Fixation probabilities for multi-allele Moran dynamics with weak selection

TL;DR

This paper develops a perturbative framework to analytically compute fixation probabilities in multi-allele Moran processes under weak selection, extending understanding beyond pairwise interactions.

Contribution

It introduces a systematic expansion method for fixation probabilities in multi-allele systems with arbitrary fitness functions under weak selection.

Findings

Derived fixation probabilities for three biological models

Extended analytical results to multi-allele Moran processes

Provided a framework for multi-strategy stochastic dynamics

Abstract

Fixation probabilities are essential for characterizing stochastic evolutionary dynamics, but analytical results remain limited mainly to systems with two competing types. We develop a perturbative framework to compute fixation probabilities in multi-allele Moran processes under weak selection. Exploiting the general structure of the backward Fokker-Planck operator in this regime, we show that fixation probabilities admit a systematic expansion around their neutral solution.
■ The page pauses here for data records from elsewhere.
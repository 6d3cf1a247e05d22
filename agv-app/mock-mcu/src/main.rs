mod sim;

use std::{
    cell::RefCell,
    error::Error,
    io::{self, BufRead, Write},
    path::PathBuf,
    thread,
    time::{Duration, Instant},
};

use agv_core::{
    mk_static,
    utils::{
        controllers::{imu, motor::Motor},
        math::kinematics::Wheel,
        DefaultLayout, DriveLayout, EventFlag, LinkFramer, MonotonicClock, RobotConfig,
        SystemController,
    },
};
use clap::Parser;
use critical_section as _;
use sim::{SimBurst, SimImuBus, SimPin, SimPwm, SimRangeBus, StdDelay};
use tracing::{info, warn};

#[derive(Parser)]
#[clap(version = "1.0")]
struct Opts {
    /// JSON file overriding any subset of the robot configuration
    #[clap(long)]
    config: Option<PathBuf>,
    /// distance reported by the simulated ranging sensor
    #[clap(long, default_value_t = 500)]
    range_mm: u16,
    /// stop after this many simulated milliseconds instead of running forever
    #[clap(long)]
    run_ms: Option<u32>,
    /// measure IMU offsets at startup instead of using the stored table
    #[clap(long)]
    calibrate: bool,
}

type Controller = SystemController<'static, DefaultLayout, SimRangeBus, SimBurst, SimPin, SimPwm>;

static LINK: LinkFramer = LinkFramer::new();
static IMU_DONE: EventFlag = EventFlag::new();
static CLOCK: MonotonicClock = MonotonicClock::new();

fn load_config(path: Option<&PathBuf>) -> Result<RobotConfig, Box<dyn Error>> {
    let Some(path) = path else {
        return Ok(RobotConfig::default());
    };
    let text = std::fs::read_to_string(path)?;
    let config = serde_json::from_str(&text)?;
    info!("loaded configuration from {}", path.display());
    Ok(config)
}

/// UART receive interrupt: every stdin line arrives as one DMA idle-line burst.
fn spawn_uart_rx() {
    thread::spawn(|| {
        for line in io::stdin().lock().lines() {
            match line {
                Ok(line) => {
                    LINK.feed_slice(line.as_bytes());
                    LINK.feed(b'\n');
                }
                Err(e) => {
                    warn!("stdin closed: {}", e);
                    break;
                }
            }
        }
    });
}

/// 1 kHz timer interrupt: advance the clock and start any queued
/// transmission. The simulated DMA finishes instantly.
fn spawn_timer() {
    thread::spawn(|| {
        let start = Instant::now();
        let mut ticked: u32 = 0;
        loop {
            thread::sleep(Duration::from_millis(1));
            let target = start.elapsed().as_millis() as u32;
            if target > ticked {
                CLOCK.advance(target - ticked);
                ticked = target;
            }
            let started = LINK.start_transmit(|bytes| {
                let mut out = io::stdout().lock();
                let _ = out.write_all(bytes);
                let _ = out.flush();
            });
            if started {
                LINK.on_transmit_complete();
            }
        }
    });
}

fn main() -> Result<(), Box<dyn Error>> {
    tracing_subscriber::fmt()
        .with_writer(io::stderr)
        .with_env_filter(
            tracing_subscriber::EnvFilter::try_from_default_env()
                .unwrap_or_else(|_| tracing_subscriber::EnvFilter::new("info")),
        )
        .init();

    let opts: Opts = Opts::parse();
    let config = load_config(opts.config.as_ref())?;
    info!(layout = DefaultLayout::NAME, range_mm = opts.range_mm, "mock MCU starting");

    let imu_bus = RefCell::new(SimImuBus::new(config.imu));
    let mut delay = StdDelay;
    let health = imu::init_sensors(&imu_bus, &config.imu, &mut delay)
        .map_err(|e| format!("IMU bring-up failed: {:?}", e))?;

    let offsets = if opts.calibrate {
        info!("calibrating IMU, keep the robot still");
        imu::calibrate(&mut *imu_bus.borrow_mut(), config.imu.accel_range, &mut delay)
            .map_err(|e| format!("IMU calibration failed: {:?}", e))?
    } else {
        imu::CalibrationOffsets::from_table(config.imu.accel_range, config.imu.gyro_range)
    };

    let motors = Wheel::ALL.map(|wheel| {
        Motor::new(
            SimPin::new(wheel, "IN1"),
            SimPin::new(wheel, "IN2"),
            SimPwm::new(wheel),
        )
    });
    let ctrl = mk_static!(
        Controller,
        SystemController::new(
            &LINK,
            &IMU_DONE,
            config,
            motors,
            SimRangeBus::new(opts.range_mm),
            SimBurst::new(&IMU_DONE, &config.imu),
            offsets,
        )
    );
    ctrl.startup(health);

    spawn_uart_rx();
    spawn_timer();

    let Some(limit) = opts.run_ms else {
        ctrl.run(&CLOCK);
    };

    while CLOCK.now() < limit {
        ctrl.poll(CLOCK.now());
        thread::yield_now();
    }

    let stats = LINK.stats();
    let (motion, magnetic) = ctrl.imu().sample_counts();
    info!(
        frames = stats.frames,
        discarded = stats.discarded,
        overwritten = stats.overwritten,
        "link"
    );
    info!(
        reading = ?ctrl.ranging().reading(),
        timeouts = ctrl.ranging().timeouts(),
        "ranging"
    );
    info!(motion, magnetic, sample = ?ctrl.imu().sample(), "imu");
    Ok(())
}
//! Module Exports
//!
//! This file exports the device state machines and the superloop coordinator
//! that polls them.
//!
//! - `command`: turns received frames into motion intents or canned maneuvers.
//! - `imu`: MPU6050 + magnetometer bring-up and the alternating burst sampler.
//! - `maneuver`: timed step sequencer for canned maneuvers.
//! - `motor`: H-bridge outputs driven through the build's drive layout.
//! - `ranging`: VL53L0X start / poll / read cycle.

pub mod command;
pub mod imu;
pub mod maneuver;
pub mod motor;
pub mod ranging;

use core::fmt::Write;

use embedded_hal::{digital::OutputPin, i2c::I2c, pwm::SetDutyCycle};
use heapless::{Deque, String};

use crate::utils::{
    config::RobotConfig,
    connection::link::{Frame, LinkFramer, SendOutcome},
    handoff::{elapsed_ms, EventFlag, MonotonicClock},
    math::kinematics::{DriveLayout, MotionIntent},
};

use command::{Command, CommandInterpreter};
use imu::{BurstRead, CalibrationOffsets, ImuPipeline, SensorHealth};
use maneuver::ManeuverSequencer;
use motor::{Motor, MotionController};
use ranging::RangingSession;

/// Sent once per heartbeat period while the link is otherwise quiet.
pub const GREETING: &[u8] = b"hello Raspberry Pi 4\r\n";

const DIAGNOSTIC_LEN: usize = 48;
const DIAGNOSTIC_DEPTH: usize = 4;

type Diagnostic = String<DIAGNOSTIC_LEN>;

/// Superloop coordinator.
///
/// Owns every device state machine and polls them in a fixed order: serial,
/// IMU, command/motor, ranging. Nothing in [`SystemController::poll`] blocks;
/// device errors are logged and the loop carries on.
pub struct SystemController<'a, L, R, B, P, D> {
    link: &'a LinkFramer,
    imu_done: &'a EventFlag,
    config: RobotConfig,
    interpreter: CommandInterpreter<L>,
    motion: MotionController<L, P, D>,
    sequencer: ManeuverSequencer,
    ranging: RangingSession<R>,
    imu: ImuPipeline<B>,
    pending_frame: Option<Frame>,
    last_heartbeat: Option<u32>,
    last_echo: Option<u32>,
    diagnostics: Deque<Diagnostic, DIAGNOSTIC_DEPTH>,
}

impl<'a, L, R, B, P, D> SystemController<'a, L, R, B, P, D>
where
    L: DriveLayout,
    R: I2c,
    B: BurstRead,
    P: OutputPin,
    D: SetDutyCycle,
{
    /// `motors` in front-left, front-right, back-left, back-right order.
    pub fn new(
        link: &'a LinkFramer,
        imu_done: &'a EventFlag,
        config: RobotConfig,
        motors: [Motor<P, D>; 4],
        ranging_bus: R,
        imu_bus: B,
        offsets: CalibrationOffsets,
    ) -> Self {
        Self {
            link,
            imu_done,
            interpreter: CommandInterpreter::new(config.drive.default_speed),
            motion: MotionController::new(motors, config.drive.max_duty),
            sequencer: ManeuverSequencer::new(),
            ranging: RangingSession::new(ranging_bus, &config.ranging),
            imu: ImuPipeline::new(imu_bus, &config.imu, offsets),
            config,
            pending_frame: None,
            last_heartbeat: None,
            last_echo: None,
            diagnostics: Deque::new(),
        }
    }

    /// One-time bring-up before the loop: ranging identity, first IMU burst,
    /// outputs released. `imu_health` comes from the blocking sensor init.
    pub fn startup(
        &mut self,
        imu_health: SensorHealth,
    ) {
        tracing::info!(layout = L::NAME, "starting superloop");

        if let Err(e) = self.ranging.init() {
            let mut msg = Diagnostic::new();
            let _ = write!(msg, "ranging init: {:?}", e);
            self.report(&msg);
        }
        if !imu_health.motion {
            self.report("MPU6050 identity check failed");
        }
        if !imu_health.magnetic {
            self.report("magnetometer identity check failed");
        }
        if let Err(e) = self.imu.start() {
            tracing::error!(?e, "IMU first burst failed, retrying from the loop");
        }
        if let Err(e) = self.motion.stop() {
            tracing::error!(?e, "failed to release outputs");
        }
    }

    /// Queue a diagnostic line for the link. Oldest lines go first when full;
    /// long lines are cut at the buffer size.
    pub fn report(
        &mut self,
        msg: &str,
    ) {
        tracing::warn!("{}", msg);
        let mut line = Diagnostic::new();
        for c in msg.chars() {
            if line.push(c).is_err() {
                break;
            }
        }
        if self.diagnostics.is_full() {
            self.diagnostics.pop_front();
        }
        let _ = self.diagnostics.push_back(line);
    }

    /// One superloop iteration.
    pub fn poll(
        &mut self,
        now: u32,
    ) {
        self.serial_task(now);
        self.imu_task();
        self.motor_task(now);
        self.ranging_task(now);
    }

    pub fn run(
        &mut self,
        clock: &MonotonicClock,
    ) -> ! {
        loop {
            self.poll(clock.now());
        }
    }

    fn serial_task(
        &mut self,
        now: u32,
    ) {
        if self.link.is_tx_idle() {
            if let Some(line) = self.diagnostics.pop_front() {
                let mut payload = Frame::new();
                let _ = payload.extend_from_slice(line.as_bytes());
                let _ = payload.extend_from_slice(b"\r\n");
                self.link.try_send(&payload);
            } else if self.heartbeat_due(now) && self.link.try_send(GREETING) == SendOutcome::Sent {
                self.last_heartbeat = Some(now);
            }
        }

        if let Some(frame) = self.link.take_frame() {
            if self.pending_frame.replace(frame).is_some() {
                tracing::debug!("unprocessed frame replaced");
            }
        }
    }

    fn heartbeat_due(
        &self,
        now: u32,
    ) -> bool {
        self.last_heartbeat
            .map_or(true, |at| elapsed_ms(now, at) >= self.config.link.heartbeat_period_ms)
    }

    fn imu_task(&mut self) {
        match self.imu.poll(self.imu_done) {
            Ok(Some(slot)) => tracing::trace!(?slot, "IMU sample"),
            Ok(None) => {}
            Err(e) => tracing::warn!(?e, "IMU transfer failed"),
        }
    }

    fn motor_task(
        &mut self,
        now: u32,
    ) {
        let Some(frame) = self.pending_frame.take() else {
            if let Some(intent) = self.sequencer.advance(now) {
                self.drive(intent);
            }
            return;
        };

        self.echo(&frame, now);
        if self.sequencer.cancel() {
            tracing::debug!("maneuver preempted");
        }

        let intent = match self.interpreter.interpret(&frame) {
            Command::Move(intent) => Some(intent),
            Command::Maneuver(maneuver) => {
                tracing::info!(?maneuver, "starting maneuver");
                let steps = maneuver.steps(&self.config.maneuvers, &self.config.drive);
                self.sequencer.start(steps, now)
            }
        };
        if let Some(intent) = intent {
            self.drive(intent);
        }
    }

    fn echo(
        &mut self,
        frame: &[u8],
        now: u32,
    ) {
        if !self.config.link.echo {
            return;
        }
        let allowed = self
            .last_echo
            .map_or(true, |at| elapsed_ms(now, at) >= self.config.link.echo_interval_ms);
        if allowed && self.link.try_send(frame) == SendOutcome::Sent {
            self.last_echo = Some(now);
        }
    }

    fn drive(
        &mut self,
        intent: MotionIntent,
    ) {
        tracing::debug!(?intent, "motion");
        if let Err(e) = self.motion.apply(intent) {
            tracing::error!(?e, "motor output failed");
        }
    }

    fn ranging_task(
        &mut self,
        now: u32,
    ) {
        if let Err(e) = self.ranging.poll(now) {
            tracing::warn!(?e, "ranging bus error");
        }
    }

    pub fn config(&self) -> &RobotConfig {
        &self.config
    }

    pub fn motion(&self) -> &MotionController<L, P, D> {
        &self.motion
    }

    pub fn ranging(&self) -> &RangingSession<R> {
        &self.ranging
    }

    pub fn imu(&self) -> &ImuPipeline<B> {
        &self.imu
    }

    pub fn sequencer(&self) -> &ManeuverSequencer {
        &self.sequencer
    }

    /// Diagnostic lines not yet sent.
    pub fn pending_diagnostics(&self) -> usize {
        self.diagnostics.len()
    }
}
We first introduce the framework in a general case with $M$ competing alleles and arbitrary fitness functions, and then apply it to three biologically motivated examples: a simple model of three competing alleles with a constant fitness function, a coordination game in which allele fitness increases with its frequency in the population, and a model of clonal interference between mutualistic alleles. These results extend the analytical understanding of fixation probabilities beyond pairwise interactions, establishing a framework for investigating multi-strategy stochastic evolutionary dynamics.